Nos últimos anos, Christopher Tolkien, que é para seu pai J.R.R. Tolkien tudo o que Brian Herbert não é para Frank Herbert, completou suas colossais edições da História da Terra-média pela publicação de textos que não fazem parte do lendário tolkieniano, mas atestam as influências do autor no trabalho, entre sagas nórdicas e variações arturianas. Christopher Tolkien sabia da importância que o pai atribuía a esta história – talvez até a chave de toda a história da Primeira Era, mas conhecida pelos leitores apenas através de breves alusões no Senhor dos Anéis (voltando-se especialmente ao casal formado por Aragorn e Arwen, claramente uma reminiscência de Beren e Lúthien) e elementos certamente um pouco mais desenvolvidos no Silmarillion, longe porém da magnitude esperada para um elemento tão fundamental... Sim, a história era crucial para J.R.R. Tolkien – era ainda mais importante para ele porque tinha uma relação marcante com eventos em sua própria vida; em particular, uma cena constantemente lembrada de sua convalescença da doença das trincheiras, em 1917, quando sua esposa Edith dançou para ele em uma clareira invadida por cicutas... Ela é Lúthien.
Lúthien é a derradeira heroína de Tolkien. Em o Senhor dos Anéis, mesmo que rejeitemos Galadriel (uma personagem muito complexa por sinal) por causa de sua personagem mais ou menos divina nesta fase da história da Terra-média, ou Arwen, mesmo com o que ela tem de reminiscência de Lúthien, restam outras belas personagens femininas, certamente muito mais raras que as masculinas.

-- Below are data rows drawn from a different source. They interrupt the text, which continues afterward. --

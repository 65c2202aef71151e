#![forbid(unsafe_code)]

use std::io::{self, Write};
use std::path::PathBuf;

use anyhow::{Context, Result, bail};
use clap::{Args, Parser, Subcommand};
use tracing::debug;
use tracing_subscriber::EnvFilter;
use vms_block::AccessMode;
use vms_core::{VmConfig, VmSession, VolumeManagerKind};
use vms_disk::DiskDescriptor;
use vms_fs::{FileKind, FileSystem};

/// Environment variable holding the log filter, e.g. `VMSCAN_LOG=vms_fs=debug`.
const LOG_ENV: &str = "VMSCAN_LOG";

// ── CLI definition ──────────────────────────────────────────────────────────

#[derive(Parser)]
#[command(name = "vmscan", about = "Inspect virtual machine disk images offline")]
struct Cli {
    /// Log at debug level when VMSCAN_LOG is unset.
    #[arg(short, long, global = true)]
    verbose: bool,
    #[command(subcommand)]
    command: Command,
}

#[derive(Subcommand)]
enum Command {
    /// Summarise disks, partitions, volumes, filesystems and OS roots.
    Inspect {
        #[command(flatten)]
        vm: VmArgs,
        /// Output in JSON format.
        #[arg(long)]
        json: bool,
    },
    /// List a directory of a guest root.
    Ls {
        #[command(flatten)]
        vm: VmArgs,
        /// Path inside the guest, e.g. /etc or C:\Windows.
        path: String,
        /// Show kind, size and modification time.
        #[arg(short, long)]
        long: bool,
    },
    /// Write a guest file to stdout.
    Cat {
        #[command(flatten)]
        vm: VmArgs,
        /// Path inside the guest.
        path: String,
    },
}

#[derive(Args)]
struct VmArgs {
    /// Disk images in controller order; they become scsi0:0, scsi0:1, ...
    #[arg(required = true, num_args = 1..)]
    images: Vec<PathBuf>,
    /// Open images writable. Inspection never needs this.
    #[arg(long)]
    read_write: bool,
    /// Open the base disk of each snapshot chain instead of the leaf.
    #[arg(long)]
    base_only: bool,
    /// Treat images as flat disks without probing formats.
    #[arg(long)]
    raw: bool,
    /// Use the host's device-mapper nodes under this directory instead of
    /// decoding LVM metadata.
    #[arg(long, value_name = "DIR")]
    dev_root: Option<PathBuf>,
    /// Which OS root to use when the VM has several.
    #[arg(long, default_value_t = 0)]
    root: usize,
}

impl VmArgs {
    fn access_mode(&self) -> AccessMode {
        if self.read_write {
            AccessMode::ReadWrite
        } else {
            AccessMode::ReadOnly
        }
    }
}

// ── Main ────────────────────────────────────────────────────────────────────

fn main() {
    if let Err(error) = run() {
        eprintln!("error: {error:#}");
        std::process::exit(1);
    }
}

fn run() -> Result<()> {
    let cli = Cli::parse();
    init_logging(cli.verbose);

    let mut out = io::stdout().lock();
    match cli.command {
        Command::Inspect { vm, json } => inspect(&vm, json, &mut out),
        Command::Ls { vm, path, long } => ls(&vm, &path, long, &mut out),
        Command::Cat { vm, path } => cat(&vm, &path, &mut out),
    }
}

fn init_logging(verbose: bool) {
    let filter = EnvFilter::try_from_env(LOG_ENV)
        .unwrap_or_else(|_| EnvFilter::new(if verbose { "debug" } else { "warn" }));
    let _ = tracing_subscriber::fmt()
        .with_env_filter(filter)
        .with_writer(io::stderr)
        .with_target(false)
        .try_init();
}

// ── Commands ────────────────────────────────────────────────────────────────

fn open_session(vm: &VmArgs) -> Result<VmSession> {
    let mode = vm.access_mode();
    let disks = vm
        .images
        .iter()
        .enumerate()
        .map(|(i, path)| {
            DiskDescriptor::local(path)
                .with_mode(mode)
                .with_base_only(vm.base_only)
                .with_raw(vm.raw)
                .with_hardware_id(format!("scsi0:{i}"))
        })
        .collect();
    let mut config = VmConfig::new(disks);
    if let Some(dev_root) = &vm.dev_root {
        config = config.with_volume_manager(VolumeManagerKind::Native {
            dev_root: dev_root.clone(),
        });
    }
    debug!(images = vm.images.len(), ?mode, "opening VM");
    VmSession::open(config)
        .with_context(|| format!("failed to open VM from {} image(s)", vm.images.len()))
}

fn inspect(vm: &VmArgs, json: bool, out: &mut dyn Write) -> Result<()> {
    let mut session = open_session(vm)?;
    let report = session.report();
    if json {
        writeln!(
            out,
            "{}",
            serde_json::to_string_pretty(&report).context("serialize report")?
        )?;
    } else {
        write!(out, "{report}")?;
    }
    session.unmount().context("failed to close VM")?;
    Ok(())
}

fn ls(vm: &VmArgs, path: &str, long: bool, out: &mut dyn Write) -> Result<()> {
    let mut session = open_session(vm)?;
    {
        let tree = pick_root(&session, vm.root)?;
        let mut names = tree
            .dir_entries(path)
            .with_context(|| format!("cannot list {path}"))?;
        names.sort();
        for name in names {
            if !long {
                writeln!(out, "{name}")?;
                continue;
            }
            let child = format!("{}/{name}", path.trim_end_matches(['/', '\\']));
            let st = tree
                .stat(&child)
                .with_context(|| format!("cannot stat {child}"))?;
            let kind = match st.kind {
                FileKind::File => '-',
                FileKind::Directory => 'd',
                FileKind::Symlink => 'l',
                FileKind::Other => '?',
            };
            write!(out, "{kind} {:o} {:>12} {:>12} {name}", st.mode & 0o7777, st.size, st.mtime)?;
            if st.kind == FileKind::Symlink {
                write!(out, " -> {}", tree.read_link(&child)?)?;
            }
            writeln!(out)?;
        }
    }
    session.unmount().context("failed to close VM")?;
    Ok(())
}

fn cat(vm: &VmArgs, path: &str, out: &mut dyn Write) -> Result<()> {
    let mut session = open_session(vm)?;
    {
        let tree = pick_root(&session, vm.root)?;
        let mut file = tree
            .open(path)
            .with_context(|| format!("cannot open {path}"))?;
        io::copy(&mut file, out).with_context(|| format!("cannot read {path}"))?;
    }
    session.unmount().context("failed to close VM")?;
    Ok(())
}

fn pick_root(session: &VmSession, index: usize) -> Result<&dyn FileSystem> {
    let roots = session.root_trees();
    if roots.is_empty() {
        bail!("no operating system root found on the VM's volumes");
    }
    let tree = roots
        .get(index)
        .with_context(|| format!("root {index} out of range; the VM has {}", roots.len()))?;
    Ok(tree as &dyn FileSystem)
}

#[cfg(test)]
mod tests {
    use super::*;
    use clap::CommandFactory;
    use std::io::Write as _;
    use vms_harness::ext4::Ext4Builder;

    #[test]
    fn cli_definition_is_consistent() {
        Cli::command().debug_assert();
    }

    #[test]
    fn trailing_path_follows_the_images() {
        let cli = Cli::try_parse_from(["vmscan", "ls", "a.vmdk", "b.vmdk", "/etc", "--long"])
            .expect("parse");
        let Command::Ls { vm, path, long } = cli.command else {
            panic!("expected ls");
        };
        assert_eq!(vm.images, vec![PathBuf::from("a.vmdk"), PathBuf::from("b.vmdk")]);
        assert_eq!(path, "/etc");
        assert!(long);
    }

    #[test]
    fn images_open_read_only_unless_asked() {
        let cli = Cli::try_parse_from(["vmscan", "inspect", "a.vmdk"]).expect("parse");
        let Command::Inspect { vm, .. } = cli.command else {
            panic!("expected inspect");
        };
        assert_eq!(vm.access_mode(), AccessMode::ReadOnly);

        let cli = Cli::try_parse_from(["vmscan", "cat", "a.vmdk", "/etc/motd", "--read-write"])
            .expect("parse");
        let Command::Cat { vm, .. } = cli.command else {
            panic!("expected cat");
        };
        assert_eq!(vm.access_mode(), AccessMode::ReadWrite);
    }

    fn image() -> tempfile::NamedTempFile {
        let bytes = Ext4Builder::new()
            .label("root")
            .file("/etc/fstab", b"LABEL=root / ext4 defaults 0 1\n")
            .file("/etc/motd", b"welcome\n")
            .symlink("/etc/issue", "motd")
            .build();
        let mut file = tempfile::NamedTempFile::new().expect("tempfile");
        file.write_all(&bytes).expect("write image");
        file.flush().expect("flush");
        file
    }

    fn vm_args(file: &tempfile::NamedTempFile) -> VmArgs {
        VmArgs {
            images: vec![file.path().to_path_buf()],
            read_write: false,
            base_only: false,
            raw: false,
            dev_root: None,
            root: 0,
        }
    }

    #[test]
    fn ls_and_cat_read_the_guest() {
        let file = image();
        let vm = vm_args(&file);

        let mut listing = Vec::new();
        ls(&vm, "/etc", false, &mut listing).expect("ls");
        assert_eq!(String::from_utf8_lossy(&listing), "fstab\nissue\nmotd\n");

        let mut long = Vec::new();
        ls(&vm, "/etc/", true, &mut long).expect("ls -l");
        let long = String::from_utf8_lossy(&long);
        assert!(long.lines().any(|l| l.starts_with('l') && l.ends_with("issue -> motd")));

        let mut body = Vec::new();
        cat(&vm, "/etc/issue", &mut body).expect("cat");
        assert_eq!(body, b"welcome\n");
    }

    #[test]
    fn inspect_emits_json() {
        let file = image();
        let mut out = Vec::new();
        inspect(&vm_args(&file), true, &mut out).expect("inspect");
        let json: serde_json::Value = serde_json::from_slice(&out).expect("json");
        assert_eq!(json["roots"][0]["os"], "linux");
        assert_eq!(json["filesystems"][0]["label"], "root");
    }

    #[test]
    fn missing_root_is_an_error() {
        let mut file = tempfile::NamedTempFile::new().expect("tempfile");
        file.write_all(&vec![0_u8; 1 << 16]).expect("write");
        file.flush().expect("flush");
        let err = ls(&vm_args(&file), "/", false, &mut Vec::new()).expect_err("no root");
        assert!(err.to_string().contains("no operating system root"));
    }
}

No entanto, o primeiro estado da lenda, o "Conto de Tinúviel", apenas destaca o nome da heroína (ou mais exatamente o apelido dado a ela por Beren), e acredito que isso tenha sua importância. Em todas essas histórias, muito diversas, Lúthien sem dúvida não é uma lutadora , mas é ao mesmo tempo aquela cujo comportamento é verdadeiramente heróico: Beren só poderia ser um impulsivo , um pouco estúpido e provavelmente orgulhoso demais, mas não Lúthien, que é o personagem com mais audácia. Tolkien atribuiu imensa importância a isso – e, portanto, associou sua esposa Edith a isso. Isso, desde 1917 – mas fez isso até o fim: quando Edith morreu, em 1971, Tolkien tinha o apelido “Lúthien” inscrito em seu túmulo; quando ele por sua vez morre, dois anos depois, e se junta a sua esposa no mesmo jazigo, os filhos de Tolkien o chamam por sua vez de "Beren"... A história, portanto, não conta apenas aos olhos do famoso autor - mas tanto aos olhos de seu filho Christopher. Nada de surpreendente, finalmente, com esta escolha de voltar como último recurso ao antigo projeto que consiste em entregar uma obra intitulada Beren e Lúthien, ou seja, a homenagem definitiva aos seus pais.